Der Prozess der QEAA kurz erklärt
Wer die verschiedenen Akteure des EUid-Ökosystems kennt, kann sich wahrscheinlich bereits ein gutes Bild vom Prozess rund um die qualifizierte elektronische Attestierung von Attributen machen. Im Grunde läuft der mögliche Prozess ohne großen Aufwand für die Nutzer und Nutzerinnen der Wallet.
Wie wird eine QEAA ausgestellt und verifiziert?
Beispielhaft lässt sich das an folgendem Fall zeigen:
- Eine Person möchte für eine digitale Bewerbung ihre Ausbildung belegen und benötigt dafür den entsprechenden Nachweis als QEAA. Über die Wallet oder das Bewerbungsportal fragt sie das Attribut beim qualifizierten Vertrauensdiensteanbieter (qTSP) an.

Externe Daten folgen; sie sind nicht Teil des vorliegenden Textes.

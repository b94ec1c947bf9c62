//! Unit tests for batch report rendering

use std::path::PathBuf;
use std::time::Duration;

use crate::dispatcher::BatchReport;
use crate::report::*;
use crate::worker::{SkippedFile, WorkerStats};

fn sample_report() -> BatchReport {
    BatchReport {
        files_found: 3,
        converted: 2,
        workers: vec![
            WorkerStats {
                worker_id: 0,
                converted: 2,
                claimed: 2,
                skipped: Vec::new(),
            },
            WorkerStats {
                worker_id: 1,
                converted: 0,
                claimed: 1,
                skipped: vec![SkippedFile {
                    path: PathBuf::from("in/bad.wav"),
                    reason: "No 'data' chunk found".to_string(),
                    fatal: false,
                }],
            },
        ],
        elapsed: Duration::from_millis(1500),
    }
}

#[cfg(test)]
mod tests {
    use super::*;

    #[test]
    fn test_summary_line() {
        assert_eq!(
            summary_line(&sample_report()),
            "Converted 2 out of 3 files in total in 1.500s."
        );
    }

    #[test]
    fn test_summary_line_for_empty_run() {
        assert_eq!(
            summary_line(&BatchReport::default()),
            "Converted 0 out of 0 files in total in 0.000s."
        );
    }

    #[test]
    fn test_summary_lines_order() {
        let lines = summary_lines(&sample_report());

        assert_eq!(
            lines,
            vec![
                "Thread 0 processed 2 files.".to_string(),
                "Thread 1 processed 0 files.".to_string(),
                "Skipped in/bad.wav: No 'data' chunk found".to_string(),
                "Converted 2 out of 3 files in total in 1.500s.".to_string(),
            ]
        );
    }

    #[test]
    fn test_report_aggregates() {
        let report = sample_report();
        assert_eq!(report.claimed(), 3);
        assert_eq!(report.skipped_count(), 1);
        assert_eq!(report.skipped().next().map(|s| s.fatal), Some(false));
    }

    #[cfg(feature = "diagnostics")]
    #[test]
    fn test_json_report() {
        let json = to_json(&sample_report()).unwrap();
        let value: serde_json::Value = serde_json::from_str(&json).unwrap();

        assert_eq!(value["files_found"], 3);
        assert_eq!(value["converted"], 2);
        assert_eq!(value["workers"].as_array().map(Vec::len), Some(2));
        assert_eq!(value["skipped"][0]["path"], "in/bad.wav");
        assert!(value["generated_at"].is_string());
    }
}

- Dieser identifiziert den Antragsteller qualifiziert über seine eID auf dem Personalausweis oder die PID und validiert das Attribut durch eine Registerabfrage bei der zuständigen Industrie und Handelskammer (IHK).
- Die Attributsdaten sichert der qTSP anschließend kryptografisch mit einem elektronischen Siegel. Über eine Schnittstelle überträgt er die QEAA in die Wallet des Nutzers, der sich dann mit dem Attribut bewerben kann.
Was der Prozess darüber hinaus verdeutlicht: Attribute werden am Ende auf keinen Fall wahllos in der Wallet landen. Die Kontrolle darüber verbleibt stets beim Nutzer oder der Nutzerin. Was wiederum nicht heißt, dass die Anzahl der möglichen Merkmale grenzenlos ist: In jedem der 27 Mitgliedstaaten kann, so die derzeitigen Vorgaben, festgelegt werden, welche Attribute direkt aus staatlich anerkannten Quellen ausgegeben werden sollen und welche Register als Primärquelle gelten.
Vorteile und Anwendungen der QEAA
Die geplante Einführung der QEAA im Zusammenhang mit eIDAS 2.0 bietet das Potenzial, sämtliche relevante Nachweise oder Berechtigungen schrittweise zu digitalisieren. Hierzu zählen der Führerschein und das Schulzeugnis genauso wie die Heiratsurkunde oder der Angelschein. Und das heißt auch: Gerade Verwaltungsprozesse, die bislang Originaldokumente oder beglaubigte Kopien benötigten, ließen sich komplett digital abbilden. Auch Registerabfragen könnte man durch die QEAA ergänzen. Vor allem in stark regulierten Branchen wie dem Finanzsektor käme die qualifizierte elektronische Attestierung von Attributen zudem Know-your-Customer- und Compliance-Prozessen zugute. Sie könnte ebenso dabei helfen, eine Organisations-ID für Firmen zu schaffen.
Noch aber ist die qualifizierte elektronische Attestierung von Attributen Zukunftsmusik. Bis sie als Vertrauensdienst zertifizierbar ist, kann es noch einige Zeit dauern.